For the records below, tally the lines that contain "patched" and give only that number.

Items listed in a dataset:
........

impl<'a> ProductPromoter<'a> {
    pub async fn run(
        &self,
        run_id: RunId,
        delta: &[DeltaEntry],
        now: DateTime<Utc>,
    ) -> Result<PromotionStats, StageError> {
        let mut stats = PromotionStats::default();
        if self.store.promotion_done(PRODUCT_BASE_SOURCE, run_id).await? {
            info!(%run_id, "product promotion already done, skipping");
            return Ok(stats);
        }

        let staged = latest_by_key(
            self.store
                .staging_records(PRODUCT_BASE_SOURCE, run_id)
                .await?,
        );
        let mut options_by_key: BTreeMap<String, Vec<ProductOption>> = BTreeMap::new();
        for record in self
            .store
            .staging_records(PRODUCT_OPTION_SOURCE, run_id)
            .await?
        {
            options_by_key
                .entry(record.source_key.clone())
                .or_default()
                .push(option_from_payload(&record.payload));
        }

        for entry in delta {
            let Some((kind, code)) = split_product_key(&entry.source_key) else {
                warn!(key = %entry.source_key, "malformed product key in delta");
                stats.skipped += 1;
                continue;
            };

            match entry.classification {
                Classification::Removed => {
                    self.store.deactivate_product(kind, &code, now).await?;
                    self.store
                        .confirm_removal(PRODUCT_BASE_SOURCE, &entry.source_key)
                        .await?;
                    stats.removed += 1;
                }
                Classification::New | Classification::Updated | Classification::Unchanged => {
                    let Some(record) = staged.get(&entry.source_key) else {
                        if entry.classification != Classification::Unchanged {
                            warn!(key = %entry.source_key, %run_id, "delta entry without staged payload");
                            stats.skipped += 1;
                        } else {
                            stats.unchanged += 1;
                        }
                        continue;
                    };
                    let options = options_by_key
                        .get(&entry.source_key)
                        .cloned()
                        .unwrap_or_default();
                    self.promote_one(kind, &code, record, options, now, &mut stats)
                        .await?;
                }
            }
        }

        self.store
            .mark_promotion_done(PRODUCT_BASE_SOURCE, run_id)
            .await?;
        info!(%run_id, ?stats, "product promotion done");
        Ok(stats)
    }

    async fn promote_one(
        &self,
        kind: ProductKind,
        code: &str,
        record: &StagingRecord,
        options: Vec<ProductOption>,
        now: DateTime<Utc>,
        stats: &mut PromotionStats,
    ) -> Result<(), StageError> {
        let mut fresh =
            product_from_payload(kind, code, &record.payload, &record.record_hash, now);
        fresh.option_set_hash = option_set_hash(&options);
        fresh.options_count = options.len() as i64;

        match self.store.product_by_source_key(kind, code).await? {
            None => {
                self.store.upsert_product(&fresh, &options).await?;
                stats.inserted += 1;
            }
            Some(existing) => {
                if existing.content_hash == fresh.content_hash
                    && existing.option_set_hash == fresh.option_set_hash
                    && existing.active
                {
                    stats.unchanged += 1;
                    return Ok(());
                }
                let mut patched = existing;
                patched.patch_from(&fresh, now);
                patched.option_set_hash = fresh.option_set_hash.clone();
                patched.options_count = fresh.options_count;
                patched.active = true;
                self.store.upsert_product(&patched, &options).await?;
                stats.updated += 1;
            }
        }
        Ok(())
    }
}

........

> [Worked solution] 6